··· PROVIDED INFORMATION ···

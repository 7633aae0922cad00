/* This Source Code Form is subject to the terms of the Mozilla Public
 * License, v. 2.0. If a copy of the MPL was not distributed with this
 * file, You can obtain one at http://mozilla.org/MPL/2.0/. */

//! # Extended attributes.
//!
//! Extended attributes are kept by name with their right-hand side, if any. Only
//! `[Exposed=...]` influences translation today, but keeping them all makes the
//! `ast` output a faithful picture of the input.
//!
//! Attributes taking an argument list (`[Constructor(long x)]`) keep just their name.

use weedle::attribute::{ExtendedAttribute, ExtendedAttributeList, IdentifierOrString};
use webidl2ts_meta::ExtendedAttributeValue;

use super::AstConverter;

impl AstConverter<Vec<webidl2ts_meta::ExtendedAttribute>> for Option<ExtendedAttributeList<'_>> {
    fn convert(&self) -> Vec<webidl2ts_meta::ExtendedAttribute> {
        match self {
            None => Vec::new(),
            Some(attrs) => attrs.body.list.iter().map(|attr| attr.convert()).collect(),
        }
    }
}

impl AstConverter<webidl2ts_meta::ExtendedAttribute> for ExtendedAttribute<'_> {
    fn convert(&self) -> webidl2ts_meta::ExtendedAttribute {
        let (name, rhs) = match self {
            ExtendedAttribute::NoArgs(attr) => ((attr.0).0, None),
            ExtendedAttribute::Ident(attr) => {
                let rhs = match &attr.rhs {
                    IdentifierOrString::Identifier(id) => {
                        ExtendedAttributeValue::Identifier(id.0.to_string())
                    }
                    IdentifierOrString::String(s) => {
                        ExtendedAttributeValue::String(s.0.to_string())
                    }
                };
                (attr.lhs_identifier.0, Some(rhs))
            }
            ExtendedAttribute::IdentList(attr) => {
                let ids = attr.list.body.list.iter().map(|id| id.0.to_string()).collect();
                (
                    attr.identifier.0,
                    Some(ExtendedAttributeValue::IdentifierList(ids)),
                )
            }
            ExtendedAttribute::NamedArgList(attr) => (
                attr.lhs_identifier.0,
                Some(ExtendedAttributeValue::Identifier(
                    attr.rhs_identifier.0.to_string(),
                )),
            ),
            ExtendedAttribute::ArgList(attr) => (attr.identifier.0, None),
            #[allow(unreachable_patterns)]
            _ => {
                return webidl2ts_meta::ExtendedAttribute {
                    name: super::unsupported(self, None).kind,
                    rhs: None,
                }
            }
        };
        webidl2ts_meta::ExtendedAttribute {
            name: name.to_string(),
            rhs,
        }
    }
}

···
··· PROVIDED INFORMATION ···

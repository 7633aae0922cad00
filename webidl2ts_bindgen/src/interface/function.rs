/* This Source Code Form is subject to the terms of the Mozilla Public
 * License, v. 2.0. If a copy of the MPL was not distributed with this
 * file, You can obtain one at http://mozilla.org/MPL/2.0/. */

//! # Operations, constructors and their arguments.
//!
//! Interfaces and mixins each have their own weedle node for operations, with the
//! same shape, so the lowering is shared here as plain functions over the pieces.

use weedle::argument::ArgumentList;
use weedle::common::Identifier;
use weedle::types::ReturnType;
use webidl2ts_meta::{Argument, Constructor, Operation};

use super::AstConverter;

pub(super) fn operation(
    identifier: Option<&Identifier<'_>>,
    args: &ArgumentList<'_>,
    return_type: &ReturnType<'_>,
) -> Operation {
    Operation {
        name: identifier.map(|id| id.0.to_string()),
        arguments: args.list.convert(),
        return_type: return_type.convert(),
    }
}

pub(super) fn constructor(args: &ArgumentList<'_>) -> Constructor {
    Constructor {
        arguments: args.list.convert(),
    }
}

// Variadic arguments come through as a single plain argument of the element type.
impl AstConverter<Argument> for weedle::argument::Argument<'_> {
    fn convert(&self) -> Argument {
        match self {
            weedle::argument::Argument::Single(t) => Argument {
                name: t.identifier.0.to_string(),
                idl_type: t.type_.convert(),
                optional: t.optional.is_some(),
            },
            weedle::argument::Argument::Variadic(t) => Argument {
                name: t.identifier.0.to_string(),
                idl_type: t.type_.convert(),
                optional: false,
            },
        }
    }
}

···
··· PROVIDED INFORMATION ···

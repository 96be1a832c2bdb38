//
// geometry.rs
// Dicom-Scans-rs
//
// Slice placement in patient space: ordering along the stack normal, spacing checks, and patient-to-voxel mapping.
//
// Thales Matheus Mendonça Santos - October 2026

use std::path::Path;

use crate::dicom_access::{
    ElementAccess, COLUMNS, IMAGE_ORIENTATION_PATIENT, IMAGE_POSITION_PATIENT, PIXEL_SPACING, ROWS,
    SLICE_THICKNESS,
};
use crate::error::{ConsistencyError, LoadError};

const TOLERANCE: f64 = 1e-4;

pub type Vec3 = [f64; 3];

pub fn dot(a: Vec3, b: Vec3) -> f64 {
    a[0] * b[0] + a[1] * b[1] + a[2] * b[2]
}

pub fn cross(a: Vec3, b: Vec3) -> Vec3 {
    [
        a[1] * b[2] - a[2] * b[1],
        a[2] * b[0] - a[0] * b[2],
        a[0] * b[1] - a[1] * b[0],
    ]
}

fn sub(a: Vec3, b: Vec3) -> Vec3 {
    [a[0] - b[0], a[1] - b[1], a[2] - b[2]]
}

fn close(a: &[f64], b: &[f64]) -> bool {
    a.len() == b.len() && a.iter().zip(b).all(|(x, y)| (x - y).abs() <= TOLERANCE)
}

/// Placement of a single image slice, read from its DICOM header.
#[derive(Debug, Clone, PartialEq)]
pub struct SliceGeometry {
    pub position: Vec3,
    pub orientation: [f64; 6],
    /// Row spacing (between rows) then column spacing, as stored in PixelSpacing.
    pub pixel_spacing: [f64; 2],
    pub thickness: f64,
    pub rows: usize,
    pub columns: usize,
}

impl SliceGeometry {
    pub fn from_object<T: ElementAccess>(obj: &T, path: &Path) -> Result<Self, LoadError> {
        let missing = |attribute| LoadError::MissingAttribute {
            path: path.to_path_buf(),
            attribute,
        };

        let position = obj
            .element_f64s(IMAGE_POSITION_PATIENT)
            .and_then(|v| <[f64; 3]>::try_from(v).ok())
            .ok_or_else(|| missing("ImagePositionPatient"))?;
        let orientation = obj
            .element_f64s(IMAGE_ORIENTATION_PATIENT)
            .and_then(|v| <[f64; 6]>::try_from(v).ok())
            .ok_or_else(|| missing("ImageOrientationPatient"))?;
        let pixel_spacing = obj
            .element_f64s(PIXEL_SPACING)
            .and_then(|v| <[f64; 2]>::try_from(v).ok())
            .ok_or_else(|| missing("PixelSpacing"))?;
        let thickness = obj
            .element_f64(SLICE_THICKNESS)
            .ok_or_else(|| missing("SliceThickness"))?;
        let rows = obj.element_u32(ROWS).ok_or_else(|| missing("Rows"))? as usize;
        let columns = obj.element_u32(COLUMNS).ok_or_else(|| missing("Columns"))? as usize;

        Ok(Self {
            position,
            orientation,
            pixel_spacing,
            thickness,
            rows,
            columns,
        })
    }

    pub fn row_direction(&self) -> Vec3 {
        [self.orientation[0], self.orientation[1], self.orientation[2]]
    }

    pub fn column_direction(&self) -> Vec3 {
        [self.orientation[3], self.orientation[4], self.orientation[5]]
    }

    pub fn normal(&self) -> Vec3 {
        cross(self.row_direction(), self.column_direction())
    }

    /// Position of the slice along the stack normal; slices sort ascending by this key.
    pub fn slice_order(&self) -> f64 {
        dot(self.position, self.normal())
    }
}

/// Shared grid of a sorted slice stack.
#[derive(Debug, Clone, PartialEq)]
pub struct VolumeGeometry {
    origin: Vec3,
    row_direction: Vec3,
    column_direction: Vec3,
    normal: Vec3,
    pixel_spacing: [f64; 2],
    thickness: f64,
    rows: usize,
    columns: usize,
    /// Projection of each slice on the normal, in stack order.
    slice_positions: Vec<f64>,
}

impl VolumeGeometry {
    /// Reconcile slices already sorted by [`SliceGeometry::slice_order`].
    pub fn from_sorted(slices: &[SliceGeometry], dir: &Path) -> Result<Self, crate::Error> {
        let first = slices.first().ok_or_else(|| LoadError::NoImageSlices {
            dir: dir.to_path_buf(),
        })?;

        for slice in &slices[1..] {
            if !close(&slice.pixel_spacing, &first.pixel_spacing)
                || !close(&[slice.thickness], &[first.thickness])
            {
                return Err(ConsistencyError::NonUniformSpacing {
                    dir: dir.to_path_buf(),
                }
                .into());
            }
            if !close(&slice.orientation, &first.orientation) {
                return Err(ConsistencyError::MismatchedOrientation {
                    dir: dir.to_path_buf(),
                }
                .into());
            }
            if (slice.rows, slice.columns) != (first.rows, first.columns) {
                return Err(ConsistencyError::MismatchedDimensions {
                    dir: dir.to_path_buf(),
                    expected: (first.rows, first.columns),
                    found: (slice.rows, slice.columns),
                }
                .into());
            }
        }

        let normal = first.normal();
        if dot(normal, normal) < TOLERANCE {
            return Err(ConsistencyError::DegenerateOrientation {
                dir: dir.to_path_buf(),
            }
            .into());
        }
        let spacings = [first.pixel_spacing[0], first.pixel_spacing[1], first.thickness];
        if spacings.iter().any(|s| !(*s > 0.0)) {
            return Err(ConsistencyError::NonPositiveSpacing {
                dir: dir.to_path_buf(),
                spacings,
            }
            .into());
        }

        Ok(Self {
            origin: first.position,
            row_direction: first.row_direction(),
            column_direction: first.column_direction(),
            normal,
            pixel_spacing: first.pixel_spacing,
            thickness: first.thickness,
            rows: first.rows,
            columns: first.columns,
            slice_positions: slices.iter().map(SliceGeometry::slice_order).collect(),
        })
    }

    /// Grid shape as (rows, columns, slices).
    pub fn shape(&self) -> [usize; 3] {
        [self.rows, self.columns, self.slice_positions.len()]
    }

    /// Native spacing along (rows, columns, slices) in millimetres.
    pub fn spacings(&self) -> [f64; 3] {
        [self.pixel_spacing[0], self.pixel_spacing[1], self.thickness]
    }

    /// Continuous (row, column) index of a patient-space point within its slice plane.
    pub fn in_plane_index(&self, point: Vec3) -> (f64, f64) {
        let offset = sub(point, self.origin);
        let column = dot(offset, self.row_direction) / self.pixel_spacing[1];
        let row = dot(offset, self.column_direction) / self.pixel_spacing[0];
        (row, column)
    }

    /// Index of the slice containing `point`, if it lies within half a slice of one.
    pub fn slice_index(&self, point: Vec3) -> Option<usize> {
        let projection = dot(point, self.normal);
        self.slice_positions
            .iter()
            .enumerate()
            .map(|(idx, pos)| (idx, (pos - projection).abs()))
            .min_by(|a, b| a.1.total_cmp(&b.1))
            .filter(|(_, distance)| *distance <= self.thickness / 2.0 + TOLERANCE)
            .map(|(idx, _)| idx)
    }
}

···

WHAT IS NEEDED: Locate the word "their" in the data above. Copy every line carrying it.

COMPLETED TASK:
//! Extended attributes are kept by name with their right-hand side, if any. Only
//! Attributes taking an argument list (`[Constructor(long x)]`) keep just their name.
//! # Operations, constructors and their arguments.
//! Interfaces and mixins each have their own weedle node for operations, with the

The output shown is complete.